On Tue, Feb 17, 2009 at 11:50 AM, Brent Pedersen <bpederse at gmail.com> wrote:
> hi, this isn't a python question per se, but it seems like it might be
> a good place to ask.
> so i'd like to take a class of genes on a chromosome and see if they
> are "clustered".
> is there a good way to do this given that the genes are _already_
> clustered/non-randomly distributed
> along the chromosome due to the centromere, local duplications, etc?
> i've thought of:
> + encoding a chromosome as binary with 1 if it's a gene of interest
> and 0 for any other gene
> and then taking a moving average and finding peaks that fall outside
> of 95% limits generated
> by monte-carlo. this has the problem (or perhaps benefit) that it
> doesn't account for base pair
> position, just relative gene position.
>
> + using geospatial measures like moran's I or geary's C--though those
> are generally 2 dimensional,
> i think they could be modified to handle distribution along the 1d
> chromsome. then i could take something
> like the global geary's C for the genome and comparing to the geary's
> C for the genes in question.
>
> any literature on this?
> thanks for any pointers.
> -brent
>

hi, thanks for all the ideas.
as i said, i'd like to keep it simple--using only spatial measures for
this test, that's why i mentioned the autocorrelation-based
stats above. my plan is to make a distance matrix for all genes on a
chromosome as bruce suggested.
then, if there are 10 genes of interest in my gene family, i can
randomly sample 10 genes and calculate the sum of their
distances--and repeat that 100 times and sort the sums. then if the
sum of distances of the 10 genes of interest is less than
the 5th in my sorted sums, the genes of interest are more "clustered"

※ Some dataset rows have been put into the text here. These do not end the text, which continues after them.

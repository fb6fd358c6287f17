// Renderers consume one AggregateView per flush. The text renderer draws a
// horizontal step plot of the combined spectrum; the JSON renderer emits one
// object per line for downstream tooling.

use crate::histogram::aggregate::AggregateView;
use chrono::Local;
use colored::*;
use serde::Serialize;
use std::io::{self, Write};

/// Default number of columns used for the longest bar of the text plot.
pub const DEFAULT_PLOT_WIDTH: usize = 60;

/// Draws an aggregate view. Called once per successful flush.
pub trait Renderer {
    fn render(&mut self, view: &AggregateView) -> io::Result<()>;
}

impl<R: Renderer + ?Sized> Renderer for Box<R> {
    fn render(&mut self, view: &AggregateView) -> io::Result<()> {
        (**self).render(view)
    }
}

/// Human-readable plot of the spectrum.
pub struct TextRenderer<W: Write> {
    writer: W,
    plot_width: usize,
}

impl<W: Write> TextRenderer<W> {
    pub fn new(writer: W, plot_width: usize) -> Self {
        TextRenderer {
            writer,
            plot_width: plot_width.max(1),
        }
    }

    pub fn into_inner(self) -> W {
        self.writer
    }
}

impl<W: Write> Renderer for TextRenderer<W> {
    fn render(&mut self, view: &AggregateView) -> io::Result<()> {
        let w = &mut self.writer;
        writeln!(
            w,
            "\n{} {}",
            "--- Combined spectrum".blue().bold(),
            format!("({}) ---", Local::now().format("%Y-%m-%d %H:%M:%S%.3f")).dimmed()
        )?;
        writeln!(
            w,
            "mean timestamp {}, included triggers {}",
            format!("{}", view.mean_representative_timestamp).bright_yellow(),
            format!("{}", view.included_triggers).bright_green().bold()
        )?;
        writeln!(
            w,
            "all triggers {}, num channels {}",
            view.grand_total_seen.to_string().bright_white().bold(),
            view.channel_count.to_string().bright_cyan()
        )?;
        writeln!(
            w,
            "{}",
            format!(
                "x: energy (eV)   y: counts per {:.2} eV bin",
                view.bin_width()
            )
            .dimmed()
        )?;

        let max = view
            .combined_counts
            .iter()
            .copied()
            .fold(0.0f64, f64::max);
        for (center, count) in view.bin_centers.iter().zip(&view.combined_counts) {
            let len = if max > 0.0 {
                ((count.max(0.0) / max) * self.plot_width as f64).round() as usize
            } else {
                0
            };
            writeln!(
                w,
                "{:>12.3} | {:<width$} {}",
                center,
                "█".repeat(len).green(),
                count,
                width = self.plot_width
            )?;
        }
        w.flush()
    }
}

/// One JSON object per flush, newline delimited.
pub struct JsonRenderer<W: Write> {
    writer: W,
}

impl<W: Write> JsonRenderer<W> {
    pub fn new(writer: W) -> Self {
        JsonRenderer { writer }
    }

    pub fn into_inner(self) -> W {
        self.writer
    }
}

#[derive(Serialize)]
struct JsonFlush<'a> {
    wallclock: String,
    bin_width: f64,
    #[serde(flatten)]
    view: &'a AggregateView,
}

impl<W: Write> Renderer for JsonRenderer<W> {
    fn render(&mut self, view: &AggregateView) -> io::Result<()> {
        let record = JsonFlush {
            wallclock: Local::now().to_rfc3339(),
            bin_width: view.bin_width(),
            view,
        };
        serde_json::to_writer(&mut self.writer, &record)?;
        writeln!(self.writer)?;
        self.writer.flush()
    }
}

than random gene families. this is what i want to show.
i think this will be pretty flexible:
+ works for any number of genes, even a local block of unrelated
genes, see if it is
clustered or has tighter spacing.
+ can replace sum-of-distances with sum-of-inverse distances.
+ can sample other gene families for the basis, instead of randomly
generated gene sets.
+ can use the sum of only the N closest neighbors for each gene,
rather than all genes.

if any of that's not sane, let me know.